▶ _Entries taken from a collection_
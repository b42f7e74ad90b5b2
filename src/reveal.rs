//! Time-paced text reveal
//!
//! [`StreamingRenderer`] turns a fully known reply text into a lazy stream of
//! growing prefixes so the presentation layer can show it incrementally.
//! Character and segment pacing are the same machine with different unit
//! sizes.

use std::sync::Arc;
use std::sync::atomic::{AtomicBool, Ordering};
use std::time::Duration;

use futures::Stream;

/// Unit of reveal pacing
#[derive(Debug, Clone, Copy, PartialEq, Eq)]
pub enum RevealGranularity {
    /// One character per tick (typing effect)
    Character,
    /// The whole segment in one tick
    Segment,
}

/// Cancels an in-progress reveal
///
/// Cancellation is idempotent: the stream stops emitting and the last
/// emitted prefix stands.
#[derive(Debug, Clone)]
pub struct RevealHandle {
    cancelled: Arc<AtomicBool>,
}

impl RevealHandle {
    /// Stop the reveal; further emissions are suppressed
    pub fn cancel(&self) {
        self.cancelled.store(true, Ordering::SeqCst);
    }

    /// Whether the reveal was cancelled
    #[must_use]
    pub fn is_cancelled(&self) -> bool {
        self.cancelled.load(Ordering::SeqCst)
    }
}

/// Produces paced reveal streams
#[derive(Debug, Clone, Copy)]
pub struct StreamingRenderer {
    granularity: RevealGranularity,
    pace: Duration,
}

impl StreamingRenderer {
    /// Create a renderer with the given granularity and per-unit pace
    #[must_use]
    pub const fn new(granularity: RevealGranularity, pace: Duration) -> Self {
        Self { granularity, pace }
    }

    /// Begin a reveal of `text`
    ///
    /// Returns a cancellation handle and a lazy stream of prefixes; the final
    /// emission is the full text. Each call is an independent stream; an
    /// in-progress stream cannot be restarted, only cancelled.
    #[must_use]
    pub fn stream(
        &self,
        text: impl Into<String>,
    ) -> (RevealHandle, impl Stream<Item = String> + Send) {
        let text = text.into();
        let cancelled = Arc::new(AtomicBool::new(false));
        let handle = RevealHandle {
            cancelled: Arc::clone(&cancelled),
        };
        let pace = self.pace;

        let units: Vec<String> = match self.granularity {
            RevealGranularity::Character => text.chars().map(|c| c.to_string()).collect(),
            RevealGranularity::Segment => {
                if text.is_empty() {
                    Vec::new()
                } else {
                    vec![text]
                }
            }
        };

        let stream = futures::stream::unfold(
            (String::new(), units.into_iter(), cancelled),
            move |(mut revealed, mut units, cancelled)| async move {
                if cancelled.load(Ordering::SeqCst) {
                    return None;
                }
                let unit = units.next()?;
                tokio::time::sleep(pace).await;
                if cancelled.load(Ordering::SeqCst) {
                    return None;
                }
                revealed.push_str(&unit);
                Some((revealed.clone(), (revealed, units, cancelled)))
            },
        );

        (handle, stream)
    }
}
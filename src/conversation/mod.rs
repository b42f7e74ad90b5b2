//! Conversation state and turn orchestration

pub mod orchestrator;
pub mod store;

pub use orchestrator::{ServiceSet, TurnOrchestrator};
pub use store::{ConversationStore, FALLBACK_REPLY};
==
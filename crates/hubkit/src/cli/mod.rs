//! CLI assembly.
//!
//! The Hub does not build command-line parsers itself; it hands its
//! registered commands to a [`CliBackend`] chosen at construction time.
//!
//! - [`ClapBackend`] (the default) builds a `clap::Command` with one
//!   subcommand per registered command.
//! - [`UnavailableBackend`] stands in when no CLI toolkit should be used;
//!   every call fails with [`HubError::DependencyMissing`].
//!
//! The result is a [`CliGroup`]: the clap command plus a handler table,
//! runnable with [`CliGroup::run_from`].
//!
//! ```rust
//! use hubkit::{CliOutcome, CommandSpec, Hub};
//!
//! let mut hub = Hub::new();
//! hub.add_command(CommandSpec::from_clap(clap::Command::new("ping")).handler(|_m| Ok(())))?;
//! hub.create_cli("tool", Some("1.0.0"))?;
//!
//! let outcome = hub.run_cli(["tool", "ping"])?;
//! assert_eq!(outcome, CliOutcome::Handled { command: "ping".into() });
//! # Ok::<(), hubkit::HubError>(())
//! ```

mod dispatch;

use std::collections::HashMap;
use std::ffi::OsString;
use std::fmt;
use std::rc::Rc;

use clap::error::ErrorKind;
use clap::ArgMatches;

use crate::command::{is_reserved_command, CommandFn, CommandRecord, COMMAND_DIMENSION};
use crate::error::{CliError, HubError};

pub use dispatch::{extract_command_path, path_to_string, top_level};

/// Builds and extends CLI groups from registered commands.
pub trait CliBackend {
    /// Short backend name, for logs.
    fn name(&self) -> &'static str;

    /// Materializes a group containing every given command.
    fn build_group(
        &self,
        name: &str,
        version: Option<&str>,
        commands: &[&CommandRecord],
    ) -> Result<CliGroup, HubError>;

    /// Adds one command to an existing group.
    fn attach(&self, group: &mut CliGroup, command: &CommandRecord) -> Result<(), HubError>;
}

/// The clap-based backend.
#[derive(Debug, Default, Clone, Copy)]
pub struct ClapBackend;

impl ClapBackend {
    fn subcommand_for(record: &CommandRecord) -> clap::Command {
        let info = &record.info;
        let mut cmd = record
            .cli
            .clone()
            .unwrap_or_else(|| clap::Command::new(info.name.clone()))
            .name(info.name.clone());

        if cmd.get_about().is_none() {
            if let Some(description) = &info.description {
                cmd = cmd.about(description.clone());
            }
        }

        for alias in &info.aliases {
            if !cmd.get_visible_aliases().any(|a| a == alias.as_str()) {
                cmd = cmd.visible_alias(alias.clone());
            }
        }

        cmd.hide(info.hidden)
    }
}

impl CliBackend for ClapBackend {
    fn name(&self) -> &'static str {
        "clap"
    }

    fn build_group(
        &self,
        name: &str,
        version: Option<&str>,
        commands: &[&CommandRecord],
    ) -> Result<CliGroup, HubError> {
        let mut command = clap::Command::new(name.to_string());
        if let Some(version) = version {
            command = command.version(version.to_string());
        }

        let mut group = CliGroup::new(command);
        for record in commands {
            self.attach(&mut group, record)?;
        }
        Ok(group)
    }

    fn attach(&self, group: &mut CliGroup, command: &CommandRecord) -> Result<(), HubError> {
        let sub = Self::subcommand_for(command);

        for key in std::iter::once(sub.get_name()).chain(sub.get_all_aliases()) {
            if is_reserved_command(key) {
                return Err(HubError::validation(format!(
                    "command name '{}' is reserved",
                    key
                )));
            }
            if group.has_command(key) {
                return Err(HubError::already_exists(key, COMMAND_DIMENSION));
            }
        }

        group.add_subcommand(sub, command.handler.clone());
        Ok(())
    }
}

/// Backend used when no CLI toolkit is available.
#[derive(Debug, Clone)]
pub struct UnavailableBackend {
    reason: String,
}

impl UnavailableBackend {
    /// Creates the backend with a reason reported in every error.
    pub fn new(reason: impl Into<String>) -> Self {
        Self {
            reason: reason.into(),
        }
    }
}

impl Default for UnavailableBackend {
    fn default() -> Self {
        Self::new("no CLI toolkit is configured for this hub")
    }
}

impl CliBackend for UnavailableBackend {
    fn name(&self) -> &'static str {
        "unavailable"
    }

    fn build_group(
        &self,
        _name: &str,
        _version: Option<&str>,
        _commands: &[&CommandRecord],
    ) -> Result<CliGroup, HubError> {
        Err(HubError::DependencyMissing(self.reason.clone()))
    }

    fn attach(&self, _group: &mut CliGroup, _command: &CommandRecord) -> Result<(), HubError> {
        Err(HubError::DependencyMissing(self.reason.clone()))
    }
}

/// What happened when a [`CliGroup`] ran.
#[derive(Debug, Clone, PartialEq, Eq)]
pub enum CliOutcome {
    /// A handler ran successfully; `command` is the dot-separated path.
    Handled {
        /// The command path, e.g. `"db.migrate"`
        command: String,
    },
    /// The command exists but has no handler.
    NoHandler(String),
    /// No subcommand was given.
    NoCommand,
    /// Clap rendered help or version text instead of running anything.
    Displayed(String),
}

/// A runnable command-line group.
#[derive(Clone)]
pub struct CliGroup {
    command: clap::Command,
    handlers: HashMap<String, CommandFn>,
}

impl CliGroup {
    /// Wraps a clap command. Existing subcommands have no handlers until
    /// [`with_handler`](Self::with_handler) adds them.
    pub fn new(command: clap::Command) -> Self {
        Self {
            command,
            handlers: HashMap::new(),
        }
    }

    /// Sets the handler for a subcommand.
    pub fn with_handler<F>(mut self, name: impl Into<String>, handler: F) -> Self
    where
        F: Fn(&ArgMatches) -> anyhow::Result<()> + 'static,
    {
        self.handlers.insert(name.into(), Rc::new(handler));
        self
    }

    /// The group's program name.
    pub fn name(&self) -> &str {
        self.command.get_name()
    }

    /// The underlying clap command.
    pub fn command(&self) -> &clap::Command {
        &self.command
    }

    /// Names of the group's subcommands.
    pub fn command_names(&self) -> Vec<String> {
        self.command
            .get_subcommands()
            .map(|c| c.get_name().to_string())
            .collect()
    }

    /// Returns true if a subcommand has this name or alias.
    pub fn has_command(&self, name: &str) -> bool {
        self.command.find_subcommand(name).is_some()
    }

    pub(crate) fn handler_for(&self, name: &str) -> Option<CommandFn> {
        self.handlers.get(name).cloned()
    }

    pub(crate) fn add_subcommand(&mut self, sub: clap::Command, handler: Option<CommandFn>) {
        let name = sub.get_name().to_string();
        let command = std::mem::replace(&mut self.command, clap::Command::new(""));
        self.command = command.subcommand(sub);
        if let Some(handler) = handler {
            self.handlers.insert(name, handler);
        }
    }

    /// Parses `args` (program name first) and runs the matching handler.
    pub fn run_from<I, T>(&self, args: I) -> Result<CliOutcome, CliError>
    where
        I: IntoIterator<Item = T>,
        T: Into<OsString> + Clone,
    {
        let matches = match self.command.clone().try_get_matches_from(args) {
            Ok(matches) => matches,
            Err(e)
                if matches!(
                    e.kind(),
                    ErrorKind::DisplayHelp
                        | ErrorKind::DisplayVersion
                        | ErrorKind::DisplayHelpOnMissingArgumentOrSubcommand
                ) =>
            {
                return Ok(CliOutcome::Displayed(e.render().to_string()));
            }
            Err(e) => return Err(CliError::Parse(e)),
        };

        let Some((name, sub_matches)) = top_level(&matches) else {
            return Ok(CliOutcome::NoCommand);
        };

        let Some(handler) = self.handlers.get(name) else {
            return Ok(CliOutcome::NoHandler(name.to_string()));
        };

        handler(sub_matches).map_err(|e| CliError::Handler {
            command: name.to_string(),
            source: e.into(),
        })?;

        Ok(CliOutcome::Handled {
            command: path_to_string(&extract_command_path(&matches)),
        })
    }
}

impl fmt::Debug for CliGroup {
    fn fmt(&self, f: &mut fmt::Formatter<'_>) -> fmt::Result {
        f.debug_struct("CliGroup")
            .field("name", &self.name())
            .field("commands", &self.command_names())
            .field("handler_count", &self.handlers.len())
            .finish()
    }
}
---
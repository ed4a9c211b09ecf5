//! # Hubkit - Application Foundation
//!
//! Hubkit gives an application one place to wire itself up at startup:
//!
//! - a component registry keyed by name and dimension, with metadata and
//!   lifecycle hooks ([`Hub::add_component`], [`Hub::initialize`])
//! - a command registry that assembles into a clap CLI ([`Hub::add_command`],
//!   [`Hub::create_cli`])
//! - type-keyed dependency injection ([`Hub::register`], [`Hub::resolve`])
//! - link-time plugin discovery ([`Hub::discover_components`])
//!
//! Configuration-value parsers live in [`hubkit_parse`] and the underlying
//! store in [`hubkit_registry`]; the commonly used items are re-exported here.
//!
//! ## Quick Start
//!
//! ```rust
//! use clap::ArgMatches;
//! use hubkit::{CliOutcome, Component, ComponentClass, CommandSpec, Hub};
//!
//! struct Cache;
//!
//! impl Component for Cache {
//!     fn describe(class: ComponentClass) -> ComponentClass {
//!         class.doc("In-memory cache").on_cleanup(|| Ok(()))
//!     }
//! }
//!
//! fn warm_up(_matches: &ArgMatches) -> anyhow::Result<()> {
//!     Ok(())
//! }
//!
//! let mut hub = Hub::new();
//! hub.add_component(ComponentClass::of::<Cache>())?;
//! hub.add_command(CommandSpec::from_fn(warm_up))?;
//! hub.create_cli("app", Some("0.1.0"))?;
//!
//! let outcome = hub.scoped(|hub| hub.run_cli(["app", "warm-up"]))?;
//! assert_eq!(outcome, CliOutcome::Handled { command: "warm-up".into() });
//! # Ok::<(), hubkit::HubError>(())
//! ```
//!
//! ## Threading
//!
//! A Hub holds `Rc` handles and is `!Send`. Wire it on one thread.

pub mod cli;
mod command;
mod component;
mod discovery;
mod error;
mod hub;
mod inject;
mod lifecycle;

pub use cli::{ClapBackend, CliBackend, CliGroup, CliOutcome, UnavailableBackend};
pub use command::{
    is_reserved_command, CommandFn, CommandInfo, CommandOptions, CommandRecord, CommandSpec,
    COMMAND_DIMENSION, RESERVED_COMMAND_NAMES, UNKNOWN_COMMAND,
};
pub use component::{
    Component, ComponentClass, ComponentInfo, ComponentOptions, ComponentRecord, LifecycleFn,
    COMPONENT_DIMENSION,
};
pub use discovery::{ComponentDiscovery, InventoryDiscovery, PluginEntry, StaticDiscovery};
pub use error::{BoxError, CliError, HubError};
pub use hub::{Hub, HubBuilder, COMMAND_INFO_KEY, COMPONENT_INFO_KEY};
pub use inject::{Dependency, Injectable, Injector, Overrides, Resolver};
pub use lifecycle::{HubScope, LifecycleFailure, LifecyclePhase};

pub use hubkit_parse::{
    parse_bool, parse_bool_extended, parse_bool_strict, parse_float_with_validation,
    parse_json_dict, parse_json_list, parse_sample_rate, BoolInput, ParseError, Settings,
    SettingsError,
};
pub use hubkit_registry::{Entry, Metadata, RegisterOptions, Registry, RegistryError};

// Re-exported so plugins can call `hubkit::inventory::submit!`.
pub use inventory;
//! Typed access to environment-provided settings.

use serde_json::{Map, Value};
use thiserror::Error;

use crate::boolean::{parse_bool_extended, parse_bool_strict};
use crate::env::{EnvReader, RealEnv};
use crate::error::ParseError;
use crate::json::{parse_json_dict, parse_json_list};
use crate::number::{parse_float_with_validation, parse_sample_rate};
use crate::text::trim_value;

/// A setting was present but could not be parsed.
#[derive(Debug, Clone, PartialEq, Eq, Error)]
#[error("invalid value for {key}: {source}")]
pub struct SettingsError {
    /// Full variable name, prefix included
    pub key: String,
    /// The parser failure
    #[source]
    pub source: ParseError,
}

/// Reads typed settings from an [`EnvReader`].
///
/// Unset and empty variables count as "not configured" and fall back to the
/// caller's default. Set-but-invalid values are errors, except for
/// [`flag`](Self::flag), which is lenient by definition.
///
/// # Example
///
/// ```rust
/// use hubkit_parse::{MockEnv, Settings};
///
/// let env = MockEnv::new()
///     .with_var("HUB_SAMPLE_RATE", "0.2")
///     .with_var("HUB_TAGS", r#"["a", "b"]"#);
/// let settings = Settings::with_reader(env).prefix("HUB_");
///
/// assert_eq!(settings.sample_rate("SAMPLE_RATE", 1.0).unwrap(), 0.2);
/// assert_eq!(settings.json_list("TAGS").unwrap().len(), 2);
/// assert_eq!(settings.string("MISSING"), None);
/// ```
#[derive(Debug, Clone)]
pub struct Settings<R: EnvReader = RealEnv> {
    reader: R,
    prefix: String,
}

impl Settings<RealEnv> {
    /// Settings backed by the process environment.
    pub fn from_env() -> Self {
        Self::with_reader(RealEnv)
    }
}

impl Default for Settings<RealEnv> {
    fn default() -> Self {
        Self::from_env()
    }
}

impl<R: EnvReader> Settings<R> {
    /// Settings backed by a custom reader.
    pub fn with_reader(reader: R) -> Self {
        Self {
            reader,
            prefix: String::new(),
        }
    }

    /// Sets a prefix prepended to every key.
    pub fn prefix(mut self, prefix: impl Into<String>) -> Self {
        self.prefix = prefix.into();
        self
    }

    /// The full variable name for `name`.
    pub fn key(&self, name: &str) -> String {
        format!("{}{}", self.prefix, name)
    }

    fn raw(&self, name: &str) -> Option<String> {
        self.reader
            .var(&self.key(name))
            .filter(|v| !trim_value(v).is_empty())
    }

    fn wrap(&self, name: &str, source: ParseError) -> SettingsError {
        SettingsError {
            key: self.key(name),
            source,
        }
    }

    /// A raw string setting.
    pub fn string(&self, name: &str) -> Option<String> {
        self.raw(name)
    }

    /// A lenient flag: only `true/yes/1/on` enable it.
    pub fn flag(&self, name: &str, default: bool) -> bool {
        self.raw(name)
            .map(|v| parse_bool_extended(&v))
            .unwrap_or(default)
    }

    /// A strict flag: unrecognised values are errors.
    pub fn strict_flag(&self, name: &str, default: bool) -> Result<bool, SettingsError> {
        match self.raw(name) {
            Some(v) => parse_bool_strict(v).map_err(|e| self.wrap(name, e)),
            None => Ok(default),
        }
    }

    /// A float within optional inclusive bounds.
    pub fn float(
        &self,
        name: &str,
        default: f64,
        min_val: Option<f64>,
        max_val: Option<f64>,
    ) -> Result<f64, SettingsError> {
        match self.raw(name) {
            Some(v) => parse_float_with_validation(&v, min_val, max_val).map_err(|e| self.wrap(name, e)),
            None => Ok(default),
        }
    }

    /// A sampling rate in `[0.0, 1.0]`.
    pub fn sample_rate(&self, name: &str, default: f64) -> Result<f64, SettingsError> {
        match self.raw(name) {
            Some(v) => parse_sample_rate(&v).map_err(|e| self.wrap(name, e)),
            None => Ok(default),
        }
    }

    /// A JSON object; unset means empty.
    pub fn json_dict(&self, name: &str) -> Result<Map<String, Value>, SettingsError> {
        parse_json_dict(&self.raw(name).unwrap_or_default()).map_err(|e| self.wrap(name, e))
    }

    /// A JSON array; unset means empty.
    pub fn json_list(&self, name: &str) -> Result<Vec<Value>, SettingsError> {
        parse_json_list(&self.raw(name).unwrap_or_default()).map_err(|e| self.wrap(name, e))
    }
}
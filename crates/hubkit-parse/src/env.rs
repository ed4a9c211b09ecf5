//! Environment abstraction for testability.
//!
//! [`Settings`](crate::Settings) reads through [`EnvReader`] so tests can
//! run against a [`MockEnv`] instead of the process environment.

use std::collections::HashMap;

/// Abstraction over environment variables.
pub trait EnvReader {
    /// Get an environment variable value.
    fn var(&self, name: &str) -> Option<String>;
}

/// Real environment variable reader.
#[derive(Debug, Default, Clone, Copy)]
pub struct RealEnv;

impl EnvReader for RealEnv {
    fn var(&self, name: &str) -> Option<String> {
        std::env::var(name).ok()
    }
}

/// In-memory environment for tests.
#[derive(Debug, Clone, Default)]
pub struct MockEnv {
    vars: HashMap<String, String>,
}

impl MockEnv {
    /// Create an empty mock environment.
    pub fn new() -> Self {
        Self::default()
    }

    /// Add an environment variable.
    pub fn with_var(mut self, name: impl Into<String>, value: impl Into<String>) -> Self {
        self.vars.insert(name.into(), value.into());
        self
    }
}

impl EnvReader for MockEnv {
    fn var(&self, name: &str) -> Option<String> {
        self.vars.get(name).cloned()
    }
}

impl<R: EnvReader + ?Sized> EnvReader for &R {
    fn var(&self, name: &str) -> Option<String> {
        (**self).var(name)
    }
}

▶ _What is being asked_
Search the data for "AtomicBool". Copy every matching line.

▶ _Exercise result_
use std::sync::atomic::{AtomicBool, Ordering};
    cancelled: Arc<AtomicBool>,
        let cancelled = Arc::new(AtomicBool::new(false));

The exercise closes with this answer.